Knowing the need to fill his Fringe programme slot with at least some details well in advance of actually arriving in Scotland, Munnery set himself the challenge of creating “an opening to die for, seven wry observations, a tone poem, four fresh skits and two new commandments”.

Contrary to the title, the fledgling show is doing anything but standing still. Instead it is changing all the time, reports the 48-year-old Middlesex comic, who visits the Great Yorkshire Fringe on Friday and Saturday night.

“It’s progressing pretty well. I have a beginning, a middle and an end, three fixed points, and the middle has been completely different each night,” he says.

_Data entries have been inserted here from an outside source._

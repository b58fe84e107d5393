//! Signed message handlers.
//!
//! Every ledger mutation goes through [`authorize`] first; class
//! configuration requires the class maintainer and bulk import requires the
//! keeper authority.

use serde::Serialize;
use tracing::info;

use ledger_types::{
    Amount, BucketBalance, DayCountConvention, InterestAccrualMethod, Ledger, LedgerBucketAmount,
    LedgerClass, LedgerClassType, LedgerEntry, LedgerError, LedgerKey, LedgerResult, MsgBulkImport,
    PaymentFrequency,
};

use crate::authz::authorize;
use crate::keeper::Keeper;
use crate::keys::ClassTypeKind;

#[derive(Debug, Clone, Copy, Default, PartialEq, Eq, Serialize)]
pub struct BulkImportOutcome {
    pub ledgers_created: usize,
    pub entries_appended: usize,
}

pub struct MsgServer<'k> {
    keeper: &'k Keeper,
}

impl<'k> MsgServer<'k> {
    pub fn new(keeper: &'k Keeper) -> Self {
        Self { keeper }
    }

    fn authorize(&self, signer: &str, key: &LedgerKey) -> LedgerResult<()> {
        authorize(self.keeper.registry(), signer, key)
    }

    fn require_maintainer(&self, signer: &str, ledger_class_id: &str) -> LedgerResult<()> {
        if !self.keeper.is_ledger_class_maintainer(signer, ledger_class_id)? {
            return Err(LedgerError::unauthorized(format!(
                "{} is not the maintainer of ledger class {}",
                signer, ledger_class_id
            )));
        }
        Ok(())
    }

    pub fn create_ledger(&self, signer: &str, ledger: Ledger) -> LedgerResult<()> {
        let key = ledger
            .key
            .clone()
            .ok_or_else(|| LedgerError::missing_field("ledger.key"))?;
        self.authorize(signer, &key)?;
        self.keeper.add_ledger(ledger)
    }

    pub fn append(&self, signer: &str, key: &LedgerKey, entries: &[LedgerEntry]) -> LedgerResult<()> {
        self.authorize(signer, key)?;
        self.keeper.append_entries(key, entries)
    }

    pub fn update_balances(
        &self,
        signer: &str,
        key: &LedgerKey,
        correlation_id: &str,
        total_amt: Amount,
        applied_amounts: Vec<LedgerBucketAmount>,
        balance_amounts: Vec<BucketBalance>,
    ) -> LedgerResult<()> {
        self.authorize(signer, key)?;
        self.keeper
            .update_entry_balances(key, correlation_id, total_amt, applied_amounts, balance_amounts)
    }

    pub fn update_status(&self, signer: &str, key: &LedgerKey, status_type_id: i32) -> LedgerResult<()> {
        self.authorize(signer, key)?;
        self.keeper.update_ledger_status(key, status_type_id)
    }

    pub fn update_interest_rate(
        &self,
        signer: &str,
        key: &LedgerKey,
        interest_rate: i32,
        day_count_convention: DayCountConvention,
        accrual_method: InterestAccrualMethod,
    ) -> LedgerResult<()> {
        self.authorize(signer, key)?;
        self.keeper
            .update_ledger_interest_rate(key, interest_rate, day_count_convention, accrual_method)
    }

    pub fn update_payment(
        &self,
        signer: &str,
        key: &LedgerKey,
        next_pmt_amt: Amount,
        next_pmt_date: i32,
        payment_frequency: PaymentFrequency,
    ) -> LedgerResult<()> {
        self.authorize(signer, key)?;
        self.keeper
            .update_ledger_payment(key, next_pmt_amt, next_pmt_date, payment_frequency)
    }

    pub fn update_maturity_date(&self, signer: &str, key: &LedgerKey, maturity_date: i32) -> LedgerResult<()> {
        self.authorize(signer, key)?;
        self.keeper.update_ledger_maturity_date(key, maturity_date)
    }

    pub fn destroy(&self, signer: &str, key: &LedgerKey) -> LedgerResult<()> {
        self.authorize(signer, key)?;
        self.keeper.destroy_ledger(key)
    }

    /// The signer becomes responsible for the class and must name itself
    /// as maintainer.
    pub fn create_ledger_class(&self, signer: &str, class: LedgerClass) -> LedgerResult<()> {
        if class.maintainer_address != signer {
            return Err(LedgerError::unauthorized(
                "maintainer address must be the signer",
            ));
        }
        self.keeper.add_ledger_class(class)
    }

    pub fn add_class_type(
        &self,
        signer: &str,
        kind: ClassTypeKind,
        ledger_class_id: &str,
        class_type: LedgerClassType,
    ) -> LedgerResult<()> {
        self.require_maintainer(signer, ledger_class_id)?;
        self.keeper.add_class_type(kind, ledger_class_id, class_type)
    }

    /// Apply one import chunk: for each record create the ledger when one is
    /// given, then append its entries.
    pub fn bulk_import(&self, msg: &MsgBulkImport) -> LedgerResult<BulkImportOutcome> {
        if msg.authority != self.keeper.authority() {
            return Err(LedgerError::unauthorized(format!(
                "expected authority {}, got {}",
                self.keeper.authority(),
                msg.authority
            )));
        }

        let mut outcome = BulkImportOutcome::default();
        for (i, record) in msg.chunk.ledger_to_entries.iter().enumerate() {
            let scope = format!("ledger_to_entries[{}]", i);
            record.validate().map_err(|e| e.within(&scope))?;

            if let Some(ledger) = &record.ledger {
                let mut ledger = ledger.clone();
                ledger.key = Some(record.ledger_key.clone());
                self.keeper.add_ledger(ledger).map_err(|e| e.within(&scope))?;
                outcome.ledgers_created += 1;
            }
            if !record.entries.is_empty() {
                self.keeper
                    .append_entries(&record.ledger_key, &record.entries)
                    .map_err(|e| e.within(&scope))?;
                outcome.entries_appended += record.entries.len();
            }
        }

        info!(
            ledgers = outcome.ledgers_created,
            entries = outcome.entries_appended,
            "bulk import applied"
        );
        Ok(outcome)
    }
}
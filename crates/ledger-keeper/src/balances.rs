//! As-of bucket balances.

use chrono::NaiveDate;
use std::collections::HashMap;

use ledger_types::dates::days_since_epoch;
use ledger_types::{BucketBalance, LedgerEntry, LedgerError, LedgerKey, LedgerResult};

use crate::keeper::Keeper;

/// Replay `balance_amounts` of every entry effective on or before `as_of`
/// in chronological order. A bucket keeps the position of its first
/// appearance; later entries only overwrite the amount.
pub fn compute_balances_as_of(entries: &[LedgerEntry], as_of: i32) -> Vec<BucketBalance> {
    let mut applicable: Vec<&LedgerEntry> = entries
        .iter()
        .filter(|e| e.effective_date <= as_of)
        .collect();
    applicable.sort_by(|a, b| a.chronological_cmp(b));

    let mut balances: Vec<BucketBalance> = Vec::new();
    let mut position: HashMap<i32, usize> = HashMap::new();
    for entry in applicable {
        for balance in &entry.balance_amounts {
            match position.get(&balance.bucket_type_id) {
                Some(&i) => balances[i].balance_amt = balance.balance_amt,
                None => {
                    position.insert(balance.bucket_type_id, balances.len());
                    balances.push(balance.clone());
                }
            }
        }
    }
    balances
}

impl Keeper {
    /// Balances as of a day count since the epoch. NotFound when the
    /// ledger has no entries at all.
    pub fn balances_as_of(&self, key: &LedgerKey, as_of: i32) -> LedgerResult<Vec<BucketBalance>> {
        let entries = self.list_ledger_entries(key)?;
        if entries.is_empty() {
            return Err(LedgerError::not_found("ledger entries"));
        }
        Ok(compute_balances_as_of(&entries, as_of))
    }

    pub fn balances_as_of_date(&self, key: &LedgerKey, as_of: NaiveDate) -> LedgerResult<Vec<BucketBalance>> {
        self.balances_as_of(key, days_since_epoch(as_of))
    }
}
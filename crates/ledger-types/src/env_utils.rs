//! Environment variable helpers for runtime tuning knobs.
//!
//! ```
//! use ledger_types::env_utils::{env_bool, env_var_or};
//!
//! let retries: u32 = env_var_or("LEDGER_IMPORT_POLL_RETRIES", 10);
//! let verbose = env_bool("LEDGER_IMPORT_VERBOSE");
//! # let _ = (retries, verbose);
//! ```

use std::str::FromStr;
use std::time::Duration;

/// Parse an environment variable; `None` when unset or unparsable.
pub fn env_var<T: FromStr>(key: &str) -> Option<T> {
    std::env::var(key).ok().and_then(|v| v.trim().parse().ok())
}

pub fn env_var_or<T: FromStr>(key: &str, default: T) -> T {
    env_var(key).unwrap_or(default)
}

/// True for "1", "true", "yes" or "on" (case-insensitive).
pub fn env_bool(key: &str) -> bool {
    std::env::var(key)
        .map(|v| matches!(v.trim().to_lowercase().as_str(), "1" | "true" | "yes" | "on"))
        .unwrap_or(false)
}

/// A millisecond count from the environment as a `Duration`.
pub fn env_millis_or(key: &str, default: Duration) -> Duration {
    env_var::<u64>(key)
        .map(Duration::from_millis)
        .unwrap_or(default)
}
//! Bulk import of ledger data in bounded, resumable chunks.
//!
//! The pipeline streams an import file through [`StreamingChunker`],
//! measures a gas model with [`GasCostEstimator`], reshapes chunks with
//! [`ChunkOptimizer`] and submits them one at a time through
//! [`ImportOrchestrator`], persisting a [`BulkImportStatus`] after every
//! chunk. [`LocalChain`] provides an in-process chain to import into.

pub mod chunker;
pub mod config;
pub mod correlation;
pub mod gas;
pub mod json_stream;
pub mod optimizer;
pub mod oracle;
pub mod orchestrator;
pub mod paths;
pub mod sandbox;
pub mod status;

pub use chunker::{process, process_with_limit, ChunkedResult, RecordCursor, StreamingChunker};
pub use config::{ChunkConfig, CommitWaitConfig};
pub use correlation::{
    cursor_after_correlation_id, cursor_after_correlation_id_in_file, find_next_correlation_id_after,
    find_next_correlation_id_in_file,
};
pub use gas::{GasCostEstimator, GasCosts};
pub use optimizer::ChunkOptimizer;
pub use oracle::{BroadcastResult, Broadcaster, CommitWatcher, Simulator, TxStatus};
pub use orchestrator::{
    file_sha256, ImportOrchestrator, ImportPlan, ImportReport, ImportSession, PlannedChunk, SessionPlan,
};
pub use sandbox::{ChainState, LocalChain};
pub use status::{BulkImportStatus, ChunkAttempt, ImportState, StatusStore};
//! `bulk-import-status`: show a status file.

use anyhow::Result;
use clap::Parser;
use std::path::PathBuf;

use super::{output, status_store};

#[derive(Parser, Debug)]
pub struct StatusCmd {
    /// Import id printed when the import started
    pub import_id: String,

    /// Directory for status files
    #[arg(long)]
    pub status_dir: Option<PathBuf>,
}

impl StatusCmd {
    pub fn execute(&self, json_output: bool) -> Result<()> {
        let status = status_store(self.status_dir.as_ref()).require(&self.import_id)?;
        output::print_status(&status, json_output)
    }
}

“They’ve all gone well, though I can’t ever remember what I’ve talked about... my dog... England’s football team... Europe... capitalism... and I’ve really enjoyed the way it’s gone. Apart the beginning and the end, the rest is undecided, but then last year I wrote a load of stuff for Edinburgh and by the end of the run, the show had completely changed.”

Some comedians record their work in progress to shape the show for Edinburgh, but not Munnery.

“I don’t record or listen back. I’m enjoying the unpredictable aspect of it, and there are other reasons to do it this way. I could have a stockpile of material to do but then forget to do, but instead it’s fluid at the moment and that’s good,” he says.

“Recording a show is like looking at yourself in the mirror, playing it back with the audience reaction as the mirror, and the very fact you’re aware you’re recording can affect how you perform, so I’m not in favour of it.”

Munnery’s “opening to die for” is in place with his performance of W B Yeats’s poem The Second Coming.

“There are things you can do visually when performing it and there are things that can lead from it, so it’s going to be as theatrical and chaotic as I can make it,” he says.

“I’ve built a hat with a falcon coming out of it and by moving my head it moves round and round me.”

As for the other elements: “I’m not sure I’m up to seven wry observations yet but by the end of Edinburgh I should have them all in place,” Munnery says. “The Tone Poem is some noises. I think that’s what a tone poem isn’t it; sounds not words; that’s fairly easy to do.

“The skits? I’ve done two and a half so far. The new commandments? No progress yet on this...thou shalt not something...” Stand still, maybe ?

Why is the new Munnery show called Standing Still? "My original idea was that I've been performing at The Stand at Edinburgh for 15 years," he says. "My agent said Standing Still sounded a bit negative, but you can stand still in a world of motion, so now it's that kind of idea.

"It covers a multitude of sins! Keep it vague!"

Simon Munnery: Standing Still, Great Yorkshire Fringe, The Turn Pot, Parliament Street, York, July 15 and 16, 8pm.